### DATA RECORDS

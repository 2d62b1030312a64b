mod mock_source;

pub use mock_source::MockSource;
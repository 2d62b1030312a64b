use schemars::JsonSchema;
use serde::{Deserialize, Serialize};
use std::fmt;

/// Rendering role an activity is presented for
#[derive(Debug, Clone, Copy, PartialEq, Eq, Hash, Serialize, Deserialize, JsonSchema)]
#[serde(rename_all = "lowercase")]
pub enum Persona {
    /// Configures the activity
    Admin,
    /// Read-only large-screen display
    Viewer,
    /// Submits responses
    Participant,
}

impl Persona {
    /// All personas, in dispatch order
    pub const ALL: [Persona; 3] = [Persona::Admin, Persona::Viewer, Persona::Participant];
}

impl fmt::Display for Persona {
    fn fmt(&self, f: &mut fmt::Formatter<'_>) -> fmt::Result {
        match self {
            Persona::Admin => write!(f, "admin"),
            Persona::Viewer => write!(f, "viewer"),
            Persona::Participant => write!(f, "participant"),
        }
    }
}
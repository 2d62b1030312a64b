use axum::body::{to_bytes, Body};
use axum::http::{header, Request, StatusCode};
use axum::Router;
use caja_core::activities::register_builtins;
use caja_core::{ActivityRegistry, SessionService};
use caja_server::{router, AppState};
use std::sync::Arc;
use tower::ServiceExt;

fn app() -> Router {
    let mut registry = ActivityRegistry::new();
    register_builtins(&mut registry).unwrap();

    let service = SessionService::new(Arc::new(registry));
    router(AppState::new(service))
}

async fn send(
    app: &Router,
    method: &str,
    uri: &str,
    body: Option<serde_json::Value>,
) -> (StatusCode, serde_json::Value) {
    let mut builder = Request::builder().method(method).uri(uri);

    let request = match body {
        Some(json) => {
            builder = builder.header(header::CONTENT_TYPE, "application/json");
            builder
                .body(Body::from(serde_json::to_vec(&json).unwrap()))
                .unwrap()
        }
        None => builder.body(Body::empty()).unwrap(),
    };

    let response = app.clone().oneshot(request).await.unwrap();
    let status = response.status();

    let bytes = to_bytes(response.into_body(), usize::MAX).await.unwrap();
    let json = if bytes.is_empty() {
        serde_json::Value::Null
    } else {
        serde_json::from_slice(&bytes).unwrap()
    };

    (status, json)
}

async fn create_session(app: &Router) -> serde_json::Value {
    let (status, body) = send(
        app,
        "POST",
        "/api/v1/sessions",
        Some(serde_json::json!({"name": "Town Hall", "admin_name": "Alice"})),
    )
    .await;

    assert_eq!(status, StatusCode::CREATED);
    body
}

async fn create_poll(app: &Router, session_id: &str) -> serde_json::Value {
    let (status, body) = send(
        app,
        "POST",
        &format!("/api/v1/sessions/{session_id}/activities"),
        Some(serde_json::json!({
            "type": "poll",
            "title": "Lunch poll",
            "configuration": {
                "question": "Lunch?",
                "options": ["Tacos", "Ramen"],
                "allow_multiple": false
            }
        })),
    )
    .await;

    assert_eq!(status, StatusCode::CREATED);
    body
}

#[tokio::test]
async fn test_create_and_fetch_session() {
    let app = app();

    let session = create_session(&app).await;
    let session_id = session["id"].as_str().unwrap();

    assert_eq!(session["name"], "Town Hall");
    assert_eq!(session["participants"].as_array().unwrap().len(), 1);
    assert_eq!(session["join_code"].as_str().unwrap().len(), 6);

    let (status, fetched) = send(&app, "GET", &format!("/api/v1/sessions/{session_id}"), None).await;
    assert_eq!(status, StatusCode::OK);
    assert_eq!(fetched["id"], session["id"]);
}

#[tokio::test]
async fn test_unknown_session_is_404() {
    let app = app();

    let (status, body) = send(
        &app,
        "GET",
        "/api/v1/sessions/00000000-0000-0000-0000-000000000000",
        None,
    )
    .await;

    assert_eq!(status, StatusCode::NOT_FOUND);
    assert!(body["error"].as_str().unwrap().contains("not found"));
}

#[tokio::test]
async fn test_full_poll_lifecycle() {
    let app = app();

    let session = create_session(&app).await;
    let session_id = session["id"].as_str().unwrap().to_string();

    // Participant joins
    let (status, participant) = send(
        &app,
        "POST",
        &format!("/api/v1/sessions/{session_id}/participants"),
        Some(serde_json::json!({"name": "Bob"})),
    )
    .await;
    assert_eq!(status, StatusCode::CREATED);
    let participant_id = participant["id"].as_str().unwrap().to_string();

    // Plan a poll
    let activity = create_poll(&app, &session_id).await;
    let activity_id = activity["id"].as_str().unwrap().to_string();
    assert_eq!(activity["status"], "draft");

    // Activate it
    let (status, patched) = send(
        &app,
        "PATCH",
        &format!("/api/v1/sessions/{session_id}/activities/{activity_id}"),
        Some(serde_json::json!({"status": "active"})),
    )
    .await;
    assert_eq!(status, StatusCode::OK);
    assert_eq!(patched["status"], "active");

    // Submit a vote
    let (status, submitted) = send(
        &app,
        "POST",
        &format!("/api/v1/sessions/{session_id}/activities/{activity_id}/responses"),
        Some(serde_json::json!({
            "participant_id": participant_id,
            "response_data": {
                "type": "poll",
                "version": "1",
                "data": {"selected": ["Tacos"]},
                "metadata": null
            }
        })),
    )
    .await;
    assert_eq!(status, StatusCode::CREATED);
    assert_eq!(submitted["response_count"], 1);

    // Poll the snapshot
    let (status, snapshot) = send(
        &app,
        "GET",
        &format!("/api/v1/sessions/{session_id}/activities/{activity_id}/status"),
        None,
    )
    .await;
    assert_eq!(status, StatusCode::OK);
    assert_eq!(snapshot["status"], "active");
    assert_eq!(snapshot["response_count"], 1);
    assert_eq!(snapshot["results"]["vote_counts"]["Tacos"], 1);
    assert_eq!(snapshot["results"]["percentages"]["Tacos"], 100.0);
    assert_eq!(
        snapshot["valid_transitions"],
        serde_json::json!(["completed", "cancelled"])
    );

    // Responses are listed
    let (status, responses) = send(
        &app,
        "GET",
        &format!("/api/v1/sessions/{session_id}/activities/{activity_id}/responses"),
        None,
    )
    .await;
    assert_eq!(status, StatusCode::OK);
    assert_eq!(responses.as_array().unwrap().len(), 1);

    // Session status reflects the running activity
    let (status, session_status) = send(
        &app,
        "GET",
        &format!("/api/v1/sessions/{session_id}/status"),
        None,
    )
    .await;
    assert_eq!(status, StatusCode::OK);
    assert_eq!(session_status["participant_count"], 2);
    assert_eq!(session_status["current_activity"]["title"], "Lunch poll");

    // Complete it
    let (status, completed) = send(
        &app,
        "PATCH",
        &format!("/api/v1/sessions/{session_id}/activities/{activity_id}"),
        Some(serde_json::json!({"status": "completed"})),
    )
    .await;
    assert_eq!(status, StatusCode::OK);
    assert_eq!(completed["status"], "completed");
}

#[tokio::test]
async fn test_invalid_config_save_is_422() {
    let app = app();

    let session = create_session(&app).await;
    let session_id = session["id"].as_str().unwrap().to_string();

    let activity = create_poll(&app, &session_id).await;
    let activity_id = activity["id"].as_str().unwrap().to_string();

    // One option: refused by the poll type's validation hook
    let (status, body) = send(
        &app,
        "PATCH",
        &format!("/api/v1/sessions/{session_id}/activities/{activity_id}"),
        Some(serde_json::json!({
            "configuration": {"question": "Lunch?", "options": ["Tacos"]}
        })),
    )
    .await;

    assert_eq!(status, StatusCode::UNPROCESSABLE_ENTITY);
    assert!(body["error"].as_str().unwrap().contains("two options"));
}

#[tokio::test]
async fn test_submit_to_draft_activity_is_409() {
    let app = app();

    let session = create_session(&app).await;
    let session_id = session["id"].as_str().unwrap().to_string();
    let admin_id = session["admin_id"].as_str().unwrap().to_string();

    let activity = create_poll(&app, &session_id).await;
    let activity_id = activity["id"].as_str().unwrap().to_string();

    let (status, _) = send(
        &app,
        "POST",
        &format!("/api/v1/sessions/{session_id}/activities/{activity_id}/responses"),
        Some(serde_json::json!({
            "participant_id": admin_id,
            "response_data": {"type": "poll", "data": {"selected": ["Tacos"]}}
        })),
    )
    .await;

    assert_eq!(status, StatusCode::CONFLICT);
}

#[tokio::test]
async fn test_invalid_vote_is_422() {
    let app = app();

    let session = create_session(&app).await;
    let session_id = session["id"].as_str().unwrap().to_string();
    let admin_id = session["admin_id"].as_str().unwrap().to_string();

    let activity = create_poll(&app, &session_id).await;
    let activity_id = activity["id"].as_str().unwrap().to_string();

    send(
        &app,
        "PATCH",
        &format!("/api/v1/sessions/{session_id}/activities/{activity_id}"),
        Some(serde_json::json!({"status": "active"})),
    )
    .await;

    let (status, body) = send(
        &app,
        "POST",
        &format!("/api/v1/sessions/{session_id}/activities/{activity_id}/responses"),
        Some(serde_json::json!({
            "participant_id": admin_id,
            "response_data": {"type": "poll", "data": {"selected": ["Pizza"]}}
        })),
    )
    .await;

    assert_eq!(status, StatusCode::UNPROCESSABLE_ENTITY);
    assert!(body["error"].as_str().unwrap().contains("unknown option"));
}

#[tokio::test]
async fn test_unregistered_type_can_be_planned() {
    let app = app();

    let session = create_session(&app).await;
    let session_id = session["id"].as_str().unwrap().to_string();

    let (status, activity) = send(
        &app,
        "POST",
        &format!("/api/v1/sessions/{session_id}/activities"),
        Some(serde_json::json!({"type": "mystery", "title": "M"})),
    )
    .await;
    assert_eq!(status, StatusCode::CREATED);
    let activity_id = activity["id"].as_str().unwrap().to_string();

    // Snapshot still works; results are null without a registered aggregator
    let (status, snapshot) = send(
        &app,
        "GET",
        &format!("/api/v1/sessions/{session_id}/activities/{activity_id}/status"),
        None,
    )
    .await;
    assert_eq!(status, StatusCode::OK);
    assert!(snapshot["results"].is_null());
}
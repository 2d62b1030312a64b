use schemars::JsonSchema;
use serde::{Deserialize, Serialize};
use std::fmt;
use uuid::Uuid;

/// Activity ID (unique within a session)
pub type ActivityId = Uuid;

/// Activity lifecycle state
///
/// Transitions are forward-only: once Completed or Cancelled, an activity is
/// never resurrected.
#[derive(Debug, Clone, Copy, PartialEq, Eq, Serialize, Deserialize, JsonSchema)]
#[serde(rename_all = "lowercase")]
pub enum ActivityStatus {
    /// Being configured, not yet shown to participants
    Draft,
    /// Accepting responses
    Active,
    /// Finished normally
    Completed,
    /// Stopped early
    Cancelled,
}

impl ActivityStatus {
    /// States this status may legally move to
    pub fn valid_transitions(&self) -> &'static [ActivityStatus] {
        match self {
            ActivityStatus::Draft => &[ActivityStatus::Active, ActivityStatus::Cancelled],
            ActivityStatus::Active => &[ActivityStatus::Completed, ActivityStatus::Cancelled],
            ActivityStatus::Completed | ActivityStatus::Cancelled => &[],
        }
    }

    pub fn can_transition_to(&self, next: ActivityStatus) -> bool {
        self.valid_transitions().contains(&next)
    }

    pub fn is_terminal(&self) -> bool {
        self.valid_transitions().is_empty()
    }
}

impl fmt::Display for ActivityStatus {
    fn fmt(&self, f: &mut fmt::Formatter<'_>) -> fmt::Result {
        match self {
            ActivityStatus::Draft => write!(f, "draft"),
            ActivityStatus::Active => write!(f, "active"),
            ActivityStatus::Completed => write!(f, "completed"),
            ActivityStatus::Cancelled => write!(f, "cancelled"),
        }
    }
}

/// Errors raised by activity state handling
#[derive(Debug, thiserror::Error, PartialEq)]
pub enum ActivityError {
    #[error("Invalid status transition: {from} -> {to}")]
    InvalidTransition {
        from: ActivityStatus,
        to: ActivityStatus,
    },

    #[error("Configuration is frozen once the activity is {0}")]
    ConfigFrozen(ActivityStatus),
}

/// One configured instance of an activity type within a session
#[derive(Debug, Clone, PartialEq, Serialize, Deserialize, JsonSchema)]
pub struct Activity {
    /// Unique ID
    pub id: ActivityId,

    /// Owning session
    pub session_id: Uuid,

    /// Activity type identifier (e.g., "poll")
    #[serde(rename = "type")]
    pub type_id: String,

    /// Display title
    pub title: String,

    #[serde(default)]
    pub description: String,

    /// Type-specific configuration (opaque to the domain)
    #[serde(default)]
    pub config: serde_json::Value,

    /// Position within the session's run order
    #[serde(default)]
    pub order: u32,

    /// Current lifecycle state
    pub status: ActivityStatus,
}

impl Activity {
    /// Create a new draft activity
    pub fn new(session_id: Uuid, type_id: impl Into<String>, title: impl Into<String>) -> Self {
        Self {
            id: Uuid::new_v4(),
            session_id,
            type_id: type_id.into(),
            title: title.into(),
            description: String::new(),
            config: serde_json::json!({}),
            order: 0,
            status: ActivityStatus::Draft,
        }
    }

    pub fn with_description(mut self, description: impl Into<String>) -> Self {
        self.description = description.into();
        self
    }

    pub fn with_config(mut self, config: serde_json::Value) -> Self {
        self.config = config;
        self
    }

    pub fn with_order(mut self, order: u32) -> Self {
        self.order = order;
        self
    }

    /// Replace the configuration
    ///
    /// Allowed while Draft or Active; frozen in terminal states.
    pub fn update_config(&mut self, config: serde_json::Value) -> Result<(), ActivityError> {
        if self.status.is_terminal() {
            return Err(ActivityError::ConfigFrozen(self.status));
        }

        self.config = config;
        Ok(())
    }

    /// Move to the next lifecycle state
    pub fn transition_to(&mut self, next: ActivityStatus) -> Result<(), ActivityError> {
        if !self.status.can_transition_to(next) {
            return Err(ActivityError::InvalidTransition {
                from: self.status,
                to: next,
            });
        }

        self.status = next;
        Ok(())
    }
}
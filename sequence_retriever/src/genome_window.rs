// src/genome_window.rs

use serde_json::Value;
use tracing::{info, warn};

use crate::api_handler::ApiHandler;
use crate::error::{Result, SequenceError};
use crate::models::GenomicWindow;

pub const DEFAULT_WINDOW_SIZE: u64 = 8192;

/// Half-open, 0-indexed coordinates requested from the sequence service.
#[derive(Debug, Clone, Copy, PartialEq, Eq)]
pub struct WindowBounds {
    pub start: u64,
    pub end: u64,
}

impl WindowBounds {
    /// Window of `window_size / 2` bases either side of a 1-indexed `position`.
    ///
    /// The variant base itself is included on top of both halves, so an odd
    /// `window_size` yields exactly `window_size` bases and an even one yields
    /// one extra. Near the chromosome start the window is clipped at 0.
    /// `None` when the end does not fit in a `u64`.
    pub fn around(position: u64, window_size: u64) -> Option<Self> {
        let half = window_size / 2;
        let zero_based = position.saturating_sub(1);
        Some(Self {
            start: zero_based.saturating_sub(half),
            end: zero_based.checked_add(half)?.checked_add(1)?,
        })
    }

    pub fn len(&self) -> u64 {
        self.end - self.start
    }

    pub fn is_empty(&self) -> bool {
        self.end == self.start
    }
}

/// Anything that can hand back a reference window around a variant.
pub trait SequenceSource {
    fn fetch_window(
        &self,
        chromosome: &str,
        genome: &str,
        position: u64,
        window_size: u64,
    ) -> Result<GenomicWindow>;
}

/// Client for the public UCSC Genome Browser REST API.
pub struct UcscClient {
    pub(crate) api: ApiHandler,
}

impl UcscClient {
    pub fn new(base_url: &str) -> Result<Self> {
        Ok(Self {
            api: ApiHandler::new(base_url)?,
        })
    }

    pub fn base_url(&self) -> &str {
        self.api.base_url()
    }

    pub fn fetch_genome_window(
        &self,
        chromosome: &str,
        genome: &str,
        position: u64,
        window_size: u64,
    ) -> Result<GenomicWindow> {
        let bounds = WindowBounds::around(position, window_size).ok_or(
            SequenceError::Coordinates {
                position,
                window_size,
            },
        )?;

        info!(
            "Fetching {}bp window around position {} from UCSC API",
            window_size, position
        );
        info!("Coordinates: {}:{}-{} ({})", chromosome, bounds.start, bounds.end, genome);

        let body = self.api.get_json(
            "/getData/sequence",
            &[
                ("genome", genome.to_string()),
                ("chrom", chromosome.to_string()),
                ("start", bounds.start.to_string()),
                ("end", bounds.end.to_string()),
            ],
        )?;

        let sequence = body
            .get("dna")
            .and_then(Value::as_str)
            .ok_or_else(|| SequenceError::from_payload(&body))?
            .to_ascii_uppercase();

        let expected = bounds.len();
        if sequence.len() as u64 != expected {
            warn!(
                "Received sequence length ({}) differs from expected ({})",
                sequence.len(),
                expected
            );
        }
        info!("Loaded reference window (length: {} bases)", sequence.len());

        Ok(GenomicWindow {
            chromosome: chromosome.to_string(),
            genome_build: genome.to_string(),
            start: bounds.start,
            sequence,
        })
    }
}

impl SequenceSource for UcscClient {
    fn fetch_window(
        &self,
        chromosome: &str,
        genome: &str,
        position: u64,
        window_size: u64,
    ) -> Result<GenomicWindow> {
        self.fetch_genome_window(chromosome, genome, position, window_size)
    }
}
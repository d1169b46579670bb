// src/substitution.rs

/// Replaces the single base at `offset` with `alternate`.
///
/// Returns `None` when `offset` is past the end of `sequence` or `alternate`
/// is not an ASCII base; length is always preserved otherwise.
pub fn substitute(sequence: &str, offset: usize, alternate: char) -> Option<String> {
    if offset >= sequence.len() || !alternate.is_ascii() {
        return None;
    }
    let mut bytes = sequence.as_bytes().to_vec();
    bytes[offset] = alternate as u8;
    String::from_utf8(bytes).ok()
}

### PROBLEM DETAILS
What you return should be the lines from the start of the data through the line with "pub enum Persona", quoted exactly and nothing more.

### RESULT OF THIS TASK
repository 2d62b1030312a64b
mod mock_source;

pub use mock_source::MockSource;
repository 2d62b1030312a64b
use schemars::JsonSchema;
use serde::{Deserialize, Serialize};
use std::fmt;

/// Rendering role an activity is presented for
#[derive(Debug, Clone, Copy, PartialEq, Eq, Hash, Serialize, Deserialize, JsonSchema)]
#[serde(rename_all = "lowercase")]
pub enum Persona {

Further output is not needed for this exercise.